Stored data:
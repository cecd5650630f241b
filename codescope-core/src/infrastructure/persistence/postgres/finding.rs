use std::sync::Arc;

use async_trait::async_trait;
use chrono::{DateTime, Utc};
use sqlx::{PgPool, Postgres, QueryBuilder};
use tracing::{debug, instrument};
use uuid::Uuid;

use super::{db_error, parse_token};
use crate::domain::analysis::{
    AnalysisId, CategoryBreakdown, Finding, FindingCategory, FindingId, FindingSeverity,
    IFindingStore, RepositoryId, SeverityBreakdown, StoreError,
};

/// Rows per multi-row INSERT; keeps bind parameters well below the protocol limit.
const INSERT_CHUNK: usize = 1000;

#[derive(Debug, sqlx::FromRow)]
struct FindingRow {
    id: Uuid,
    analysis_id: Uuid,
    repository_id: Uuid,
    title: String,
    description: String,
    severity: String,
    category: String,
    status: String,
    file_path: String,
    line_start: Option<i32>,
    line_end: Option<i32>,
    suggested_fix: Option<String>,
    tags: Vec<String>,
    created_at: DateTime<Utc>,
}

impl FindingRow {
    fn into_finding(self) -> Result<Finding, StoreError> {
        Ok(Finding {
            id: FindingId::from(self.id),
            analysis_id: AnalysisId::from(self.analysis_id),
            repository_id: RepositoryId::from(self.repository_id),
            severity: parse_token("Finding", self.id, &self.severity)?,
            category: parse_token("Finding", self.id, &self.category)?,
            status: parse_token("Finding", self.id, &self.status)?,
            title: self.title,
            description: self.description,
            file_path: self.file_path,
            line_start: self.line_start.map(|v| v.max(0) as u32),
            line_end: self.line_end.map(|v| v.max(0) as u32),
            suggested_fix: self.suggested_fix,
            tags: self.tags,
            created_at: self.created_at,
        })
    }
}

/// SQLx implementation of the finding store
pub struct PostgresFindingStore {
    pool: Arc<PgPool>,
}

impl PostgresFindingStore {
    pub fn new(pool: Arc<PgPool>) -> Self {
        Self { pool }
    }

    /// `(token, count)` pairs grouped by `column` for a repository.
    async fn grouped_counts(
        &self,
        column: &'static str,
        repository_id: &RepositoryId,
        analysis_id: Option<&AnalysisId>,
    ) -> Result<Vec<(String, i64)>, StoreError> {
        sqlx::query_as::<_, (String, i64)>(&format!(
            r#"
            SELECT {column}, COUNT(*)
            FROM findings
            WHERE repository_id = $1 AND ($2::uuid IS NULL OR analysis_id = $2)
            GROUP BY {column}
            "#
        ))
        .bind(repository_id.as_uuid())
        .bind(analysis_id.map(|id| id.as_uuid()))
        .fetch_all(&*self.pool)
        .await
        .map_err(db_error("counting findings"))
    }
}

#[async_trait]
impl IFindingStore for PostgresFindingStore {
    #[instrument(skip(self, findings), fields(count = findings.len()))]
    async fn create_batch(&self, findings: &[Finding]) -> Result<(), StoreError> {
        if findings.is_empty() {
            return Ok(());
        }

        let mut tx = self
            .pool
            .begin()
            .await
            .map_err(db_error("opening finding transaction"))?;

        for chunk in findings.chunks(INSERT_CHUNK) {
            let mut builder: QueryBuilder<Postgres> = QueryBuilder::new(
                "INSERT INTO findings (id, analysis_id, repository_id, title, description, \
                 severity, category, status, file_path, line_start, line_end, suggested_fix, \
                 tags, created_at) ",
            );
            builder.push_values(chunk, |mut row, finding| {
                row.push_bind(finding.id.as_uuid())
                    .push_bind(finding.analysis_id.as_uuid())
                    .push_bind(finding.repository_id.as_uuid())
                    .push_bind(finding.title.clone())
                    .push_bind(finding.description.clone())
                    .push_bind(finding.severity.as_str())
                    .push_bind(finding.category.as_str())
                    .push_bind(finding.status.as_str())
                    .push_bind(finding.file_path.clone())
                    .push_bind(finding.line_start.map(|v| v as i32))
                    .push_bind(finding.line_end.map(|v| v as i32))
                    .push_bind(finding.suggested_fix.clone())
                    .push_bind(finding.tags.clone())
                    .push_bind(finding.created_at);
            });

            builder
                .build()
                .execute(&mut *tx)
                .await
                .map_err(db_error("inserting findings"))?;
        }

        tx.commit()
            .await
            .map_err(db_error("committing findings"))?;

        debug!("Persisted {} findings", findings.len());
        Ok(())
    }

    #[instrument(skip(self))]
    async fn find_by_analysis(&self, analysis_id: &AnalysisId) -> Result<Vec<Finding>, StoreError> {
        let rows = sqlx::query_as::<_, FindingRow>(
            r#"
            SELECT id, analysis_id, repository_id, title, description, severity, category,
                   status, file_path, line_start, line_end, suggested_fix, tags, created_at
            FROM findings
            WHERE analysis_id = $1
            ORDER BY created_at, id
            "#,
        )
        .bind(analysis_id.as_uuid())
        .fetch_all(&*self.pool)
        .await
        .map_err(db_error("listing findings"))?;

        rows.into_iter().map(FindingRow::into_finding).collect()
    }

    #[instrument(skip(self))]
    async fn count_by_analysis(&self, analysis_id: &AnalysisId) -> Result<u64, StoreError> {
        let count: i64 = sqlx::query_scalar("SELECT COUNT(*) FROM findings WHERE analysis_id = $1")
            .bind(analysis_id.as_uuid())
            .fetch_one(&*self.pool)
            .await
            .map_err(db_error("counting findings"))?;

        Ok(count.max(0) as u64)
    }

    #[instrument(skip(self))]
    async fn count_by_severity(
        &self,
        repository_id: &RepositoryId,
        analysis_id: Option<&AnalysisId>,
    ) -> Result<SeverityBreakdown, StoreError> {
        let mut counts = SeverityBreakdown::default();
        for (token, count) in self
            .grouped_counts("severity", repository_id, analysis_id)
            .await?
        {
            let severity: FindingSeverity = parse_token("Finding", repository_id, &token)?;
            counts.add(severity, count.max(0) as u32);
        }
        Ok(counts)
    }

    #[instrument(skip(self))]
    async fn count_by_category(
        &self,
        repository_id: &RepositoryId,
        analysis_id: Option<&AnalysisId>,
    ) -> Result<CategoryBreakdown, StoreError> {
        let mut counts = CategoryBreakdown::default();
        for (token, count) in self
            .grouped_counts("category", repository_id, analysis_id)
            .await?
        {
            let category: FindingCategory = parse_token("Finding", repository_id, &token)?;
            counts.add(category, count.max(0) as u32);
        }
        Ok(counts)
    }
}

What is required |
Search the records above for "DateTime" and copy every line that has it.

Task output |
use chrono::{DateTime, Utc};
    created_at: DateTime<Utc>,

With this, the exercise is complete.